Write only the number of lines in the data that contain the word "ImpeachmentPrivacy".
━━━━━ DATASET
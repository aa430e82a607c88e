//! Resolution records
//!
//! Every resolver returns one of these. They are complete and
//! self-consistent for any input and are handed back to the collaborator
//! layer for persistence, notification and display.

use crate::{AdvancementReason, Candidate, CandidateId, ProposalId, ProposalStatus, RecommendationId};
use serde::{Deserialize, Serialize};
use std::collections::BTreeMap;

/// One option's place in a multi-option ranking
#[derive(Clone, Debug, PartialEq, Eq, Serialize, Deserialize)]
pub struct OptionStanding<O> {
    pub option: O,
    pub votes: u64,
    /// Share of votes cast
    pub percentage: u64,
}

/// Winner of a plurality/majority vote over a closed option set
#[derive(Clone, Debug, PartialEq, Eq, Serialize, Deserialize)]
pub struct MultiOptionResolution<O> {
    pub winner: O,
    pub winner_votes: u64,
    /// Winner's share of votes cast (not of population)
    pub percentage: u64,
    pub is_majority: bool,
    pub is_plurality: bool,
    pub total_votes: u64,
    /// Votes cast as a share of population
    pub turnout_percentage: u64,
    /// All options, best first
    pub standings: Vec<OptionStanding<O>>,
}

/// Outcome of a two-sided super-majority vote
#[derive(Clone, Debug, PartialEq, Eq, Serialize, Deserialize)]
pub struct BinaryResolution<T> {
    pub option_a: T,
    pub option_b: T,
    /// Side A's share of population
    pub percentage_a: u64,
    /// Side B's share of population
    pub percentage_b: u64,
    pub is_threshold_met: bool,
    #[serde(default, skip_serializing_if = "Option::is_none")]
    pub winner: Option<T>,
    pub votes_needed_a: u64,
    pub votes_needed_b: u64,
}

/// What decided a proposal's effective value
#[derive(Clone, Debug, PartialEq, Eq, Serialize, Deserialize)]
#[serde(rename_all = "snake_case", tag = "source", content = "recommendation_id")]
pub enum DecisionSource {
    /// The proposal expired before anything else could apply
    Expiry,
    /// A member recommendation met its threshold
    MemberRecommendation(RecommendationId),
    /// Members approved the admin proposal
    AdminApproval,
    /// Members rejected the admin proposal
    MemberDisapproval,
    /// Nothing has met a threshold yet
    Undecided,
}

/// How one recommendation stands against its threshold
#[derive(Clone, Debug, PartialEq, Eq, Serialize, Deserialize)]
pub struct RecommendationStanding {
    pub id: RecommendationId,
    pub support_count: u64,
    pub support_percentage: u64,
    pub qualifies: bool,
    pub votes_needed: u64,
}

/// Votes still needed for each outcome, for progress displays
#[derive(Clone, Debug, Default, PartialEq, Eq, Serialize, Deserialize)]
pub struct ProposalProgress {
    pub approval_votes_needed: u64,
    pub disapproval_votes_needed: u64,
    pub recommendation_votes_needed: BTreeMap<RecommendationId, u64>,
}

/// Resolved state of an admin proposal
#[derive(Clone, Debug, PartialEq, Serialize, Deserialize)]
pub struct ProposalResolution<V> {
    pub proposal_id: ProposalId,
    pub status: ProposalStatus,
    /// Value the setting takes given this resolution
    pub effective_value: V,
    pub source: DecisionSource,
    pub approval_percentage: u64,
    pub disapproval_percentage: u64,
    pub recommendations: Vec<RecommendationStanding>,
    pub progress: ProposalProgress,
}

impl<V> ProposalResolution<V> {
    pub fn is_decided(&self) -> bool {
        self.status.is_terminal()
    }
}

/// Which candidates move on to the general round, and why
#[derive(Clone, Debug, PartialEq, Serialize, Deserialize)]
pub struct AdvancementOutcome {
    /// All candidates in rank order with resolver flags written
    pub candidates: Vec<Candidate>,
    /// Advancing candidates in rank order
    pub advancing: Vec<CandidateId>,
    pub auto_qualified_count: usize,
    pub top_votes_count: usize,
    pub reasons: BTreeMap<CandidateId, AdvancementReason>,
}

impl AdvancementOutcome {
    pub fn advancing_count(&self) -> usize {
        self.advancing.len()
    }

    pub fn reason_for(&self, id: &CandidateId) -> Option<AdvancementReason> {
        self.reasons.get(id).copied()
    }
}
━━━━━━━━━━
━━━━━ DATASET
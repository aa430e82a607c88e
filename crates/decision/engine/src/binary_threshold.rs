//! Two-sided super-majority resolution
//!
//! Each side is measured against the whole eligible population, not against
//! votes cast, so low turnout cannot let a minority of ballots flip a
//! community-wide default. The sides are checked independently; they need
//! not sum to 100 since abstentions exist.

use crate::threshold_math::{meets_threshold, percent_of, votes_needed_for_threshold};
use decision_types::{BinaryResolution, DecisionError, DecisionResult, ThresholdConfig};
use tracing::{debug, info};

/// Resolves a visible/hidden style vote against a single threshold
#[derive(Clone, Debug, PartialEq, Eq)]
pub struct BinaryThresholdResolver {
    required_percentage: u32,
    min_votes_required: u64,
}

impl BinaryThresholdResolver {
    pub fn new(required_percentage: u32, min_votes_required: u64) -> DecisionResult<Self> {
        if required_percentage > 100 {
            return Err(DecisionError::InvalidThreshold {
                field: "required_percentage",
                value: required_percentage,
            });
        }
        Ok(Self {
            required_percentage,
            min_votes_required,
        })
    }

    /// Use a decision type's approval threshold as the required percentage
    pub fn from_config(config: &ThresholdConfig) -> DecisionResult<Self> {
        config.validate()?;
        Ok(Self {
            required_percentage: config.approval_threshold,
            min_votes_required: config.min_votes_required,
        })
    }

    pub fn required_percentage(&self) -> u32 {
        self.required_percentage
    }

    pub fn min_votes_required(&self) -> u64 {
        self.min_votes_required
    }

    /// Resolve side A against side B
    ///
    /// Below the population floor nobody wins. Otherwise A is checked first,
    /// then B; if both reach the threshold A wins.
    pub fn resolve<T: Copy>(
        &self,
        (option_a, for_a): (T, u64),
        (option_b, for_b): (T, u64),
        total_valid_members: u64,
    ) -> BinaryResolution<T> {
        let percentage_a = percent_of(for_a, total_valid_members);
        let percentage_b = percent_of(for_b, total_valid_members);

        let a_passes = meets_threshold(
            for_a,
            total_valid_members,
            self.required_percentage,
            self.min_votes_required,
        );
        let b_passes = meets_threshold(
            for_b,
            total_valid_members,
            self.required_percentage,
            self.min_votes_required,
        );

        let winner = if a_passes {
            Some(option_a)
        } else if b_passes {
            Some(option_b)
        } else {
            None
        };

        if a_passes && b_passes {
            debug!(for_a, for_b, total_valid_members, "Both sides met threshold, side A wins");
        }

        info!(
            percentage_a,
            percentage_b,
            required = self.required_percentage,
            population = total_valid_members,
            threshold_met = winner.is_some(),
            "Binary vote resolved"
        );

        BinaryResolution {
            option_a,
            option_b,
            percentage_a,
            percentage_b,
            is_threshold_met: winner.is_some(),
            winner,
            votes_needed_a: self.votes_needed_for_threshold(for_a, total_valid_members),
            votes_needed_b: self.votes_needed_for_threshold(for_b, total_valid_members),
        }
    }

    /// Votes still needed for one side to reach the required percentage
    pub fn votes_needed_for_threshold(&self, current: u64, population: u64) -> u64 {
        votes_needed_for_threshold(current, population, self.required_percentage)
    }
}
━━━━━━━━━━
━━━━━ DATASET
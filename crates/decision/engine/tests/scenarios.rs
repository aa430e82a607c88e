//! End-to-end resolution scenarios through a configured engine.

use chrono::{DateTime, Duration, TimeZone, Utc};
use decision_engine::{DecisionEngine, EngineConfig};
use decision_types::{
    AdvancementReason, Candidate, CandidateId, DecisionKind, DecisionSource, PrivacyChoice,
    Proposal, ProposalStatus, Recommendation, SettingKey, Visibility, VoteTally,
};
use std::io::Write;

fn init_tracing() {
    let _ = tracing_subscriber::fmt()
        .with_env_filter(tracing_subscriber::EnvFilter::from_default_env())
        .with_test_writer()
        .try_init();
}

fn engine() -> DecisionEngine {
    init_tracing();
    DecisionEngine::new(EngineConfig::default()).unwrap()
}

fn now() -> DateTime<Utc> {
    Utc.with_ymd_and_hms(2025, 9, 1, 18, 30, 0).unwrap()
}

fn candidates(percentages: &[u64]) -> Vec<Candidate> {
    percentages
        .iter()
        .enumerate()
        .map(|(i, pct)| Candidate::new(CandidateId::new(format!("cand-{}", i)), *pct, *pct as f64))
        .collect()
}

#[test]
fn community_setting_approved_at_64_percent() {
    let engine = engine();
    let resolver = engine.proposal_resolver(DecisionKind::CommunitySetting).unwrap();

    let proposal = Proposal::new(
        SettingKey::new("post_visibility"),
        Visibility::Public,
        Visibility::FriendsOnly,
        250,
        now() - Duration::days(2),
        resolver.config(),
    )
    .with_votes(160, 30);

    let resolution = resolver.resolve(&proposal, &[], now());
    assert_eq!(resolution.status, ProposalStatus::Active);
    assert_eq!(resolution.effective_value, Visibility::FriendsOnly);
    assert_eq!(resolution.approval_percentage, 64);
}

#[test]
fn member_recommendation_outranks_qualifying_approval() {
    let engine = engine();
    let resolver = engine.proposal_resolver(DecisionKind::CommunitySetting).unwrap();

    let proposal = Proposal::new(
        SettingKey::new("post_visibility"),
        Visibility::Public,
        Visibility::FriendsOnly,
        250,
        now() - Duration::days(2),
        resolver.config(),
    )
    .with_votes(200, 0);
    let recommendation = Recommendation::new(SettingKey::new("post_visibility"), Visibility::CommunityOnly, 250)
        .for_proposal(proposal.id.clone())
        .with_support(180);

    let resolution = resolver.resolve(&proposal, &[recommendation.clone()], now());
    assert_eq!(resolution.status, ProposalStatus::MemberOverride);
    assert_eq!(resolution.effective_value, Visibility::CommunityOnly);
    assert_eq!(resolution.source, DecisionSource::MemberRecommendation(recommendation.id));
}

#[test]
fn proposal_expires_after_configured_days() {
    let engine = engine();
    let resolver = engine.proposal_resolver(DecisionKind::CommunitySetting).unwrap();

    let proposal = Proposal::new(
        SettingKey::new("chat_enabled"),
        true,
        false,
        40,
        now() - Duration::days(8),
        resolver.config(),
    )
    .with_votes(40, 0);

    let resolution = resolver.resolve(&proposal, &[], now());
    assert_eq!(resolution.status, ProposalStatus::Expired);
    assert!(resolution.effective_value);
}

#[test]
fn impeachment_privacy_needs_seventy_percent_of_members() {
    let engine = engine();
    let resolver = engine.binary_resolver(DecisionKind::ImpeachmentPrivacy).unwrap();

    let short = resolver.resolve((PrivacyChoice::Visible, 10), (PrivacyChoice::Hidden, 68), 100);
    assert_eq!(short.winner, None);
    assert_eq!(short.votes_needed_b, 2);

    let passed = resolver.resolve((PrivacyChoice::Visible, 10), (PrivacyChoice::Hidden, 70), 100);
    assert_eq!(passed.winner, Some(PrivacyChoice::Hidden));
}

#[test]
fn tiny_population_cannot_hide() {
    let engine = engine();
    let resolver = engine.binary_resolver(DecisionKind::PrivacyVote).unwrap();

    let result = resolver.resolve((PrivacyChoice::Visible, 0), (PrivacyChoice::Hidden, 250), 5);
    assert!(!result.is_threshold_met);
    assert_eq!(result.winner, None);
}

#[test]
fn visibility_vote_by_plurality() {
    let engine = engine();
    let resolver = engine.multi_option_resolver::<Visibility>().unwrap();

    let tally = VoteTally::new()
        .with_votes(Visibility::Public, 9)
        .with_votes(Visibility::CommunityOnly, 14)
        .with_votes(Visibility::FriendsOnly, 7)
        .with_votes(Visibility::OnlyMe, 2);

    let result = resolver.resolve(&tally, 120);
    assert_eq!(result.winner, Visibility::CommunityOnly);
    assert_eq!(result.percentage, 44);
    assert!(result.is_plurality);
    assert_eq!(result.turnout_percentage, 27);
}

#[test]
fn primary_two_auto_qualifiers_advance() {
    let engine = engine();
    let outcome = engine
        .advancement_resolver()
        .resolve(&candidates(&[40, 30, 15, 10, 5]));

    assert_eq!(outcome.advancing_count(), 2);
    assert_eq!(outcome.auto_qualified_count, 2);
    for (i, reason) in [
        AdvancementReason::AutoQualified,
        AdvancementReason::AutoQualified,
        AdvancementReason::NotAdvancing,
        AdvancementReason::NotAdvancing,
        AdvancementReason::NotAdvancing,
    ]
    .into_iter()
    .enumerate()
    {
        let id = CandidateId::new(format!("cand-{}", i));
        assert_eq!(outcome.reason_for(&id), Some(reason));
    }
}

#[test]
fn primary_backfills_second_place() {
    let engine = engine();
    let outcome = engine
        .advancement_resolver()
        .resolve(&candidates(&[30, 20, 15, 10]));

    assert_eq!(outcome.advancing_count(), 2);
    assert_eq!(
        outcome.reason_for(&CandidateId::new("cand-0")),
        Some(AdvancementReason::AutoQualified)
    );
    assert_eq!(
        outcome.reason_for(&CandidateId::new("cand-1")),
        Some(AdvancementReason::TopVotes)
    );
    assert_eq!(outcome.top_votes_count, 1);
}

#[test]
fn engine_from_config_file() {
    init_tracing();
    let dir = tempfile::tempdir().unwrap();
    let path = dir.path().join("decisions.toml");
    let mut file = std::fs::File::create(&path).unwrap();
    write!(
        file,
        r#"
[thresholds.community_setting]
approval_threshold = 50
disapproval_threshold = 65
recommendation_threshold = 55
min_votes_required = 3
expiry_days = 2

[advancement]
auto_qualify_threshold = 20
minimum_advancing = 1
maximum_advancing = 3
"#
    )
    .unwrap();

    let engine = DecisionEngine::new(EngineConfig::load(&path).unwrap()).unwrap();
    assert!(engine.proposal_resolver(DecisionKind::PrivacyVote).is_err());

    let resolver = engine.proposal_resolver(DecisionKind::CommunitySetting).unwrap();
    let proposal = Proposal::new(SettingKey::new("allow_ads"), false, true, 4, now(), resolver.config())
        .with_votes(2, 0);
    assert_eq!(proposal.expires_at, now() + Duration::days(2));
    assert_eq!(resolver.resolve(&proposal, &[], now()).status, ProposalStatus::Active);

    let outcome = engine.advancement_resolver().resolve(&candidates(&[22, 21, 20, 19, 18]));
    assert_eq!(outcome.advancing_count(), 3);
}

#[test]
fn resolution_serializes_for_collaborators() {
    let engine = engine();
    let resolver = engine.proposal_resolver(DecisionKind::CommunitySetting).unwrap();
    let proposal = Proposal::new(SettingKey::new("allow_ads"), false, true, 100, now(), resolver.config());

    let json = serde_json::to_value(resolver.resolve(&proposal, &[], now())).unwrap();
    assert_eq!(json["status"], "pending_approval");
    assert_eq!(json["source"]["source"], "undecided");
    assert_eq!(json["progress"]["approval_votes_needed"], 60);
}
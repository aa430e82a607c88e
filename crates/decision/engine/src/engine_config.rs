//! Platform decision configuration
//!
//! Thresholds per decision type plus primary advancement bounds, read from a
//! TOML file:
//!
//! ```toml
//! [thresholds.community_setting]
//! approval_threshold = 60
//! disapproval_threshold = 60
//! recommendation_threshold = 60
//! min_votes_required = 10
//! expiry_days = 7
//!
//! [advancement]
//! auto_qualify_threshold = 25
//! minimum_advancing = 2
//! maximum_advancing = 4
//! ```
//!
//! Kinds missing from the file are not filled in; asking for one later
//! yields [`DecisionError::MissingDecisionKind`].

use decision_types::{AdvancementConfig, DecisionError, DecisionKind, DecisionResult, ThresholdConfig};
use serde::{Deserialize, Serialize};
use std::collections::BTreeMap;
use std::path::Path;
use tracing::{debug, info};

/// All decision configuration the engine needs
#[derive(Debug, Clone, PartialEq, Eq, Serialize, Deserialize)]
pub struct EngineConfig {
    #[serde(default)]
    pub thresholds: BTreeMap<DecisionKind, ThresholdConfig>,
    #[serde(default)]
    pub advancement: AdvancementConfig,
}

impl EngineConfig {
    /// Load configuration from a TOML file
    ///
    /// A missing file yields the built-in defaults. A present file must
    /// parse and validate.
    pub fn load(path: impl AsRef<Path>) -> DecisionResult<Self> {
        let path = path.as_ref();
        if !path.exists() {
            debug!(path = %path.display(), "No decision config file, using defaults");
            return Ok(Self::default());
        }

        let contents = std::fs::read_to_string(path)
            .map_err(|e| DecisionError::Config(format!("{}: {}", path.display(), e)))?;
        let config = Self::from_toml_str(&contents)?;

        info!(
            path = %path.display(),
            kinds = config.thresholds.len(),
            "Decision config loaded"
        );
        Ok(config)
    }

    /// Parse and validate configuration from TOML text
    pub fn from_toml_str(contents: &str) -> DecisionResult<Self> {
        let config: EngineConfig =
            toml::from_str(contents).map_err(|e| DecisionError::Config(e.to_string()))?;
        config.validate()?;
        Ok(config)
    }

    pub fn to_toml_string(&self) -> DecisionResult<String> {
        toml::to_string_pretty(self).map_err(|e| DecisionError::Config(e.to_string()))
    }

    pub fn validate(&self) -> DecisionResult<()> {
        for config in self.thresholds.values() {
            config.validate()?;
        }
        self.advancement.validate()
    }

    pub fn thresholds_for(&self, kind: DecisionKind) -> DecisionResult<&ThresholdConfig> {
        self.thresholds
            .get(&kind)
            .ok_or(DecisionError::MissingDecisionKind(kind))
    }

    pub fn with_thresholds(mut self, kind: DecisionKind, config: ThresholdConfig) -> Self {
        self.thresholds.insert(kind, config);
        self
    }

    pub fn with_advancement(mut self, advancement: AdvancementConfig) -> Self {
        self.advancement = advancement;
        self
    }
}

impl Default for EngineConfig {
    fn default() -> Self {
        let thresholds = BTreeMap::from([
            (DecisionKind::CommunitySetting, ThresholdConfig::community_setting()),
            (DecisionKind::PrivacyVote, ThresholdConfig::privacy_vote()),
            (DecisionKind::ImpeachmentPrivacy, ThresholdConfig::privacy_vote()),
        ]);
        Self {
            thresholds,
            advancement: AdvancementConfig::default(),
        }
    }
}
━━━━━━━━━━
- RESPONSE
2